Platelet-Derived Extracellular Vesicles Stimulate Migration through Partial Remodelling of the Ca2+ Handling Machinery in MDA-MB-231 Breast Cancer Cells
Mauro Vismara, Sharon Negri, Francesca Scolari, Valentina Brunetti, Silvia Maria Grazia Trivigno, Pawan Faris, Luca Galgano, Teresa Soda, Roberto Berra‐Romani, Ilaria Canobbio, Mauro Torti, Gianni Francesco Guidetti, Francesco Moccia
Abstract
Background: Platelets can support cancer progression via the release of microparticles and microvesicles that enhance the migratory behaviour of recipient cancer cells. We recently showed that platelet-derived extracellular vesicles (PEVs) stimulate migration and invasiveness in highly metastatic MDA-MB-231 cells by stimulating the phosphorylation of p38 MAPK and the myosin light chain 2 (MLC2).
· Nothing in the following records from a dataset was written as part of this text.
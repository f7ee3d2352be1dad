//! # Error Types
//!
//! Domain-specific error types for costwise-core.
//!
//! ## Error Hierarchy
//! ```text
//! ┌─────────────────────────────────────────────────────────────────────────┐
//! │                         Error Types                                     │
//! │                                                                         │
//! │  costwise-core errors (this file)                                      │
//! │  ├── CoreError        - Engine errors (InvalidInput / MissingReference) │
//! │  └── ValidationError  - Input validation failures                      │
//! │                                                                         │
//! │  costwise-db errors (separate crate)                                   │
//! │  └── DbError          - Database operation failures                    │
//! │                                                                         │
//! │  CLI errors (in app)                                                   │
//! │  └── AppError         - What the user sees (code + message)            │
//! │                                                                         │
//! │  Flow: ValidationError → CoreError → AppError → stderr / exit code     │
//! └─────────────────────────────────────────────────────────────────────────┘
//! ```
//!
//! The engine only ever fails for two reasons: the input cannot be computed
//! at all ([`ErrorKind::InvalidInput`]) or a referenced item does not exist
//! ([`ErrorKind::MissingReference`]). Numeric values that are merely
//! unusual (negative costs, huge markups) are never errors.

use thiserror::Error;

// =============================================================================
// Error Kind
// =============================================================================

/// Coarse classification of engine errors.
#[derive(Debug, Clone, Copy, PartialEq, Eq)]
pub enum ErrorKind {
    /// Rejected before computation: zero quantity, empty selection, ...
    InvalidInput,
    /// A requested source item cannot be found.
    MissingReference,
}

// =============================================================================
// Core Error
// =============================================================================

/// Costing engine errors.
#[derive(Debug, Error)]
pub enum CoreError {
    /// A referenced item cannot be found.
    ///
    /// ## When This Occurs
    /// - Attaching a component whose id is not in the record store
    /// - Pricing or allocating an item that was deleted meanwhile
    #[error("Item not found: {0}")]
    ItemNotFound(i64),

    /// Portfolio allocation was requested without any selected item.
    #[error("Portfolio selection is empty")]
    EmptyPortfolio,

    /// The selected items expect no monthly units at all, so there is
    /// nothing to distribute the operating costs over.
    #[error("Portfolio has no expected monthly units (total: {total_units})")]
    NoPortfolioUnits { total_units: f64 },

    /// Validation error (wraps ValidationError).
    #[error("Validation error: {0}")]
    Validation(#[from] ValidationError),
}

impl CoreError {
    /// Returns the coarse error classification.
    pub fn kind(&self) -> ErrorKind {
        match self {
            CoreError::ItemNotFound(_) => ErrorKind::MissingReference,
            CoreError::EmptyPortfolio
            | CoreError::NoPortfolioUnits { .. }
            | CoreError::Validation(_) => ErrorKind::InvalidInput,
        }
    }

    /// True for every error rejected before computation.
    pub fn is_invalid_input(&self) -> bool {
        self.kind() == ErrorKind::InvalidInput
    }
}

// =============================================================================
// Validation Error
// =============================================================================

/// Input validation errors.
///
/// Used for early validation before engine logic runs, and by the calling
/// layer before persisting user input.
#[derive(Debug, Error)]
pub enum ValidationError {
    /// A required field is missing or empty.
    #[error("{field} is required")]
    Required { field: String },

    /// Field value is too long.
    #[error("{field} must be at most {max} characters")]
    TooLong { field: String, max: usize },

    /// Value must be positive.
    #[error("{field} must be positive")]
    MustBePositive { field: String },

    /// Value must not be negative.
    #[error("{field} must not be negative")]
    MustNotBeNegative { field: String },

    /// Value is not a finite number.
    #[error("{field} must be a finite number")]
    NotFinite { field: String },

    /// Value is not allowed in this position.
    #[error("{field} is not allowed: {reason}")]
    NotAllowed { field: String, reason: String },
}

impl ValidationError {
    pub(crate) fn required(field: &str) -> Self {
        ValidationError::Required {
            field: field.to_string(),
        }
    }

    pub(crate) fn must_be_positive(field: &str) -> Self {
        ValidationError::MustBePositive {
            field: field.to_string(),
        }
    }

    pub(crate) fn not_allowed(field: &str, reason: impl Into<String>) -> Self {
        ValidationError::NotAllowed {
            field: field.to_string(),
            reason: reason.into(),
        }
    }
}

// =============================================================================
// Result Type Alias
// =============================================================================

/// Convenience type alias for Results with CoreError.
pub type CoreResult<T> = Result<T, CoreError>;

// =============================================================================
// Unit Tests
// =============================================================================

#[cfg(test)]
mod tests {
    use super::*;

    #[test]
    fn test_error_messages() {
        assert_eq!(CoreError::ItemNotFound(42).to_string(), "Item not found: 42");
        assert_eq!(
            CoreError::EmptyPortfolio.to_string(),
            "Portfolio selection is empty"
        );
    }

    #[test]
    fn test_validation_error_messages() {
        let err = ValidationError::required("name");
        assert_eq!(err.to_string(), "name is required");

        let err = ValidationError::must_be_positive("quantity needed");
        assert_eq!(err.to_string(), "quantity needed must be positive");
    }

    #[test]
    fn test_error_kinds() {
        assert_eq!(CoreError::ItemNotFound(1).kind(), ErrorKind::MissingReference);
        assert!(CoreError::EmptyPortfolio.is_invalid_input());
        assert!(CoreError::NoPortfolioUnits { total_units: 0.0 }.is_invalid_input());
    }

    #[test]
    fn test_validation_converts_to_core_error() {
        let core_err: CoreError = ValidationError::required("name").into();
        assert!(matches!(core_err, CoreError::Validation(_)));
        assert_eq!(core_err.kind(), ErrorKind::InvalidInput);
    }
}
Herein, we assessed whether the pro-migratory effect of PEVs involves the remodelling of the Ca2+ handling machinery, which drives MDA-MB-231 cell motility. Methods: PEVs were isolated from human blood platelets, and Fura-2/AM Ca2+ imaging, RT-qPCR, and immunoblotting were exploited to assess their effect on intracellular Ca2+ dynamics and Ca2+-dependent migratory processes in MDA-MB-231 cells. Results: Pretreating MDA-MB-231 cells with PEVs for 24 h caused an increase in Ca2+ release from the endoplasmic reticulum (ER) due to the up-regulation of SERCA2B and InsP3R1/InsP3R2 mRNAs and proteins. The consequent enhancement of ER Ca2+ depletion led to a significant increase in store-operated Ca2+ entry. The larger Ca2+ mobilization from the ER was required to potentiate serum-induced migration by recruiting p38 MAPK and MLC2. Conclusions: PEVs stimulate migration in the highly metastatic MDA-MB-231 breast cancer cell line by inducing a partial remodelling of the Ca2+ handling machinery.